=== Description of the task ===
Once you have read the entries below, give them all again without any difference.

=== Material shown ===
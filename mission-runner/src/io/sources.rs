//! Loads the sources config (YAML) and processes it.
//!
//! The canonical file is a top-level sequence of sources:
//!
//! ```yaml
//! - name: context7
//!   type: mcp
//!   package: "@upstash/context7-mcp"
//!   enabled: true
//! - name: rust-docs
//!   type: web
//!   url: https://doc.rust-lang.org
//!   enabled: true
//! ```
//!
//! `enabled` also takes the YAML 1.1 spellings (`yes`/`no`, `on`/`off`), and a
//! file holding only `~` declares no sources. A mapping with a `sources:` list
//! is still accepted but deprecated.

use std::fs;
use std::io::ErrorKind;
use std::path::Path;

use anyhow::{Context, Result};
use serde::Deserialize;
use tracing::{debug, instrument, warn};

use crate::core::sources::{ProcessedSources, Source, process_sources};

/// Default location of the sources config, relative to the workspace.
pub const DEFAULT_SOURCES_CONFIG: &str = ".github/sources.yml";

#[derive(Debug, Deserialize)]
struct LegacySourcesFile {
    sources: Vec<Source>,
}

/// Read sources from `path`.
///
/// `None`, an empty path, or a missing file yield no sources (not an error).
#[instrument(skip_all, fields(path = ?path))]
pub fn load_sources(path: Option<&Path>) -> Result<Vec<Source>> {
    let Some(path) = path.filter(|p| !p.as_os_str().is_empty()) else {
        debug!("no sources config given");
        return Ok(Vec::new());
    };

    let contents = match fs::read_to_string(path) {
        Ok(contents) => contents,
        Err(e) if e.kind() == ErrorKind::NotFound => {
            debug!("sources config missing, using empty set");
            return Ok(Vec::new());
        }
        Err(e) => return Err(e).with_context(|| format!("read {}", path.display())),
    };

    parse_sources(&contents).with_context(|| format!("parse {}", path.display()))
}

/// Parse the canonical sequence shape, falling back to the deprecated
/// `sources:` mapping. On failure the canonical error is reported.
pub fn parse_sources(contents: &str) -> Result<Vec<Source>> {
    if contents.trim().is_empty() {
        return Ok(Vec::new());
    }
    match serde_yaml::from_str::<Option<Vec<Source>>>(contents) {
        Ok(sources) => Ok(sources.unwrap_or_default()),
        Err(primary) => match serde_yaml::from_str::<LegacySourcesFile>(contents) {
            Ok(legacy) => {
                warn!("`sources:` mapping is deprecated; use a top-level list of sources");
                Ok(legacy.sources)
            }
            Err(_) => Err(primary).context("expected a YAML list of sources"),
        },
    }
}

/// Load and process the sources config in one step.
pub fn load_processed_sources(path: Option<&Path>) -> Result<ProcessedSources> {
    let sources = load_sources(path)?;
    let processed = process_sources(&sources);
    debug!(
        declared = sources.len(),
        mcp_servers = processed.mcp_servers.len(),
        has_web_sources = !processed.web_sources.is_empty(),
        "processed sources"
    );
    Ok(processed)
}

#[cfg(test)]
mod tests {
    use super::*;
    use crate::core::sources::SourceKind;

    const SCENARIO: &str = r#"
- name: a
  type: mcp
  package: pkg1
  enabled: true
- name: b
  type: web
  url: "https://x.test"
  enabled: true
- name: c
  type: mcp
  package: pkg2
  enabled: false
"#;

    #[test]
    fn missing_path_and_missing_file_are_empty() {
        let temp = tempfile::tempdir().expect("tempdir");
        assert!(load_sources(None).expect("none").is_empty());
        assert!(load_sources(Some(Path::new(""))).expect("empty").is_empty());
        let processed =
            load_processed_sources(Some(&temp.path().join("sources.yml"))).expect("missing");
        assert_eq!(processed, ProcessedSources::default());
    }

    #[test]
    fn scenario_file_is_processed() {
        let temp = tempfile::tempdir().expect("tempdir");
        let path = temp.path().join("sources.yml");
        fs::write(&path, SCENARIO).expect("write");

        let processed = load_processed_sources(Some(&path)).expect("load");

        assert_eq!(processed.mcp_servers.len(), 1);
        assert_eq!(processed.mcp_servers["a"].command, "npx");
        assert_eq!(processed.mcp_servers["a"].args, vec!["-y", "pkg1"]);
        assert_eq!(processed.mcp_packages, vec!["pkg1"]);
        assert_eq!(
            processed.web_sources,
            "Also consult these documentation sources: https://x.test"
        );
    }

    #[test]
    fn missing_fields_take_defaults_and_unknown_type_is_other() {
        let sources = parse_sources(
            r#"
- name: docs
  type: wiki
  url: https://wiki.test
  enabled: true
- name: quiet
  type: mcp
  package: pkg
"#,
        )
        .expect("parse");

        assert_eq!(sources.len(), 2);
        assert_eq!(sources[0].kind, SourceKind::Other);
        assert!(!sources[1].enabled);
        assert!(process_sources(&sources).is_empty());
    }

    #[test]
    fn legacy_mapping_shape_is_accepted() {
        let sources = parse_sources(
            r#"
sources:
  - name: a
    type: mcp
    package: pkg1
    enabled: true
"#,
        )
        .expect("parse");

        assert_eq!(sources.len(), 1);
        assert_eq!(sources[0].package.as_deref(), Some("pkg1"));
    }

    #[test]
    fn undecodable_file_reports_error() {
        let temp = tempfile::tempdir().expect("tempdir");
        let path = temp.path().join("sources.yml");
        fs::write(&path, "- name: [unterminated\n").expect("write");

        let err = load_sources(Some(&path)).unwrap_err();
        assert!(format!("{err:#}").contains("parse"));
    }

    #[test]
    fn empty_file_is_empty() {
        assert!(parse_sources("\n").expect("parse").is_empty());
    }

    #[test]
    fn null_document_is_empty() {
        assert!(parse_sources("~\n").expect("tilde").is_empty());
        assert!(parse_sources("null").expect("null").is_empty());
    }

    #[test]
    fn enabled_accepts_yaml_1_1_booleans() {
        let sources = parse_sources(
            r#"
- name: a
  type: mcp
  package: pkg1
  enabled: yes
- name: b
  type: mcp
  package: pkg2
  enabled: "On"
- name: c
  type: web
  url: https://c.test
  enabled: no
- name: d
  type: web
  url: https://d.test
  enabled: ~
"#,
        )
        .expect("parse");

        let enabled: Vec<bool> = sources.iter().map(|s| s.enabled).collect();
        assert_eq!(enabled, vec![true, true, false, false]);
        assert_eq!(process_sources(&sources).mcp_packages, vec!["pkg1", "pkg2"]);
    }

    #[test]
    fn unrecognised_enabled_value_is_an_error() {
        let err = parse_sources("- name: a\n  type: mcp\n  enabled: maybe\n").unwrap_err();
        assert!(format!("{err:#}").contains("maybe"), "{err:#}");
    }
}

=== Answer box ===
filename mission-runner/src/io/sources.rs
//! Loads the sources config (YAML) and processes it.
//!
//! The canonical file is a top-level sequence of sources:
//!
//! ```yaml
//! - name: context7
//!   type: mcp
//!   package: "@upstash/context7-mcp"
//!   enabled: true
//! - name: rust-docs
//!   type: web
//!   url: https://doc.rust-lang.org
//!   enabled: true
//! ```
//!
//! `enabled` also takes the YAML 1.1 spellings (`yes`/`no`, `on`/`off`), and a
//! file holding only `~` declares no sources. A mapping with a `sources:` list
//! is still accepted but deprecated.

use std::fs;
use std::io::ErrorKind;
use std::path::Path;

use anyhow::{Context, Result};
use serde::Deserialize;
use tracing::{debug, instrument, warn};

use crate::core::sources::{ProcessedSources, Source, process_sources};

/// Default location of the sources config, relative to the workspace.
pub const DEFAULT_SOURCES_CONFIG: &str = ".github/sources.yml";

#[derive(Debug, Deserialize)]
struct LegacySourcesFile {
    sources: Vec<Source>,
}

/// Read sources from `path`.
///
/// `None`, an empty path, or a missing file yield no sources (not an error).
#[instrument(skip_all, fields(path = ?path))]
pub fn load_sources(path: Option<&Path>) -> Result<Vec<Source>> {
    let Some(path) = path.filter(|p| !p.as_os_str().is_empty()) else {
        debug!("no sources config given");
        return Ok(Vec::new());
    };

    let contents = match fs::read_to_string(path) {
        Ok(contents) => contents,
        Err(e) if e.kind() == ErrorKind::NotFound => {
            debug!("sources config missing, using empty set");
            return Ok(Vec::new());
        }
        Err(e) => return Err(e).with_context(|| format!("read {}", path.display())),
    };

    parse_sources(&contents).with_context(|| format!("parse {}", path.display()))
}

/// Parse the canonical sequence shape, falling back to the deprecated
/// `sources:` mapping. On failure the canonical error is reported.
pub fn parse_sources(contents: &str) -> Result<Vec<Source>> {
    if contents.trim().is_empty() {
        return Ok(Vec::new());
    }
    match serde_yaml::from_str::<Option<Vec<Source>>>(contents) {
        Ok(sources) => Ok(sources.unwrap_or_default()),
        Err(primary) => match serde_yaml::from_str::<LegacySourcesFile>(contents) {
            Ok(legacy) => {
                warn!("`sources:` mapping is deprecated; use a top-level list of sources");
                Ok(legacy.sources)
            }
            Err(_) => Err(primary).context("expected a YAML list of sources"),
        },
    }
}

/// Load and process the sources config in one step.
pub fn load_processed_sources(path: Option<&Path>) -> Result<ProcessedSources> {
    let sources = load_sources(path)?;
    let processed = process_sources(&sources);
    debug!(
        declared = sources.len(),
        mcp_servers = processed.mcp_servers.len(),
        has_web_sources = !processed.web_sources.is_empty(),
        "processed sources"
    );
    Ok(processed)
}

#[cfg(test)]
mod tests {
    use super::*;
    use crate::core::sources::SourceKind;

    const SCENARIO: &str = r#"
- name: a
  type: mcp
  package: pkg1
  enabled: true
- name: b
  type: web
  url: "https://x.test"
  enabled: true
- name: c
  type: mcp
  package: pkg2
  enabled: false
"#;

    #[test]
    fn missing_path_and_missing_file_are_empty() {
        let temp = tempfile::tempdir().expect("tempdir");
        assert!(load_sources(None).expect("none").is_empty());
        assert!(load_sources(Some(Path::new(""))).expect("empty").is_empty());
        let processed =
            load_processed_sources(Some(&temp.path().join("sources.yml"))).expect("missing");
        assert_eq!(processed, ProcessedSources::default());
    }

    #[test]
    fn scenario_file_is_processed() {
        let temp = tempfile::tempdir().expect("tempdir");
        let path = temp.path().join("sources.yml");
        fs::write(&path, SCENARIO).expect("write");

        let processed = load_processed_sources(Some(&path)).expect("load");

        assert_eq!(processed.mcp_servers.len(), 1);
        assert_eq!(processed.mcp_servers["a"].command, "npx");
        assert_eq!(processed.mcp_servers["a"].args, vec!["-y", "pkg1"]);
        assert_eq!(processed.mcp_packages, vec!["pkg1"]);
        assert_eq!(
            processed.web_sources,
            "Also consult these documentation sources: https://x.test"
        );
    }

    #[test]
    fn missing_fields_take_defaults_and_unknown_type_is_other() {
        let sources = parse_sources(
            r#"
- name: docs
  type: wiki
  url: https://wiki.test
  enabled: true
- name: quiet
  type: mcp
  package: pkg
"#,
        )
        .expect("parse");

        assert_eq!(sources.len(), 2);
        assert_eq!(sources[0].kind, SourceKind::Other);
        assert!(!sources[1].enabled);
        assert!(process_sources(&sources).is_empty());
    }

    #[test]
    fn legacy_mapping_shape_is_accepted() {
        let sources = parse_sources(
            r#"
sources:
  - name: a
    type: mcp
    package: pkg1
    enabled: true
"#,
        )
        .expect("parse");

        assert_eq!(sources.len(), 1);
        assert_eq!(sources[0].package.as_deref(), Some("pkg1"));
    }

    #[test]
    fn undecodable_file_reports_error() {
        let temp = tempfile::tempdir().expect("tempdir");
        let path = temp.path().join("sources.yml");
        fs::write(&path, "- name: [unterminated\n").expect("write");

        let err = load_sources(Some(&path)).unwrap_err();
        assert!(format!("{err:#}").contains("parse"));
    }

    #[test]
    fn empty_file_is_empty() {
        assert!(parse_sources("\n").expect("parse").is_empty());
    }

    #[test]
    fn null_document_is_empty() {
        assert!(parse_sources("~\n").expect("tilde").is_empty());
        assert!(parse_sources("null").expect("null").is_empty());
    }

    #[test]
    fn enabled_accepts_yaml_1_1_booleans() {
        let sources = parse_sources(
            r#"
- name: a
  type: mcp
  package: pkg1
  enabled: yes
- name: b
  type: mcp
  package: pkg2
  enabled: "On"
- name: c
  type: web
  url: https://c.test
  enabled: no
- name: d
  type: web
  url: https://d.test
  enabled: ~
"#,
        )
        .expect("parse");

        let enabled: Vec<bool> = sources.iter().map(|s| s.enabled).collect();
        assert_eq!(enabled, vec![true, true, false, false]);
        assert_eq!(process_sources(&sources).mcp_packages, vec!["pkg1", "pkg2"]);
    }

    #[test]
    fn unrecognised_enabled_value_is_an_error() {
        let err = parse_sources("- name: a\n  type: mcp\n  enabled: maybe\n").unwrap_err();
        assert!(format!("{err:#}").contains("maybe"), "{err:#}");
    }
}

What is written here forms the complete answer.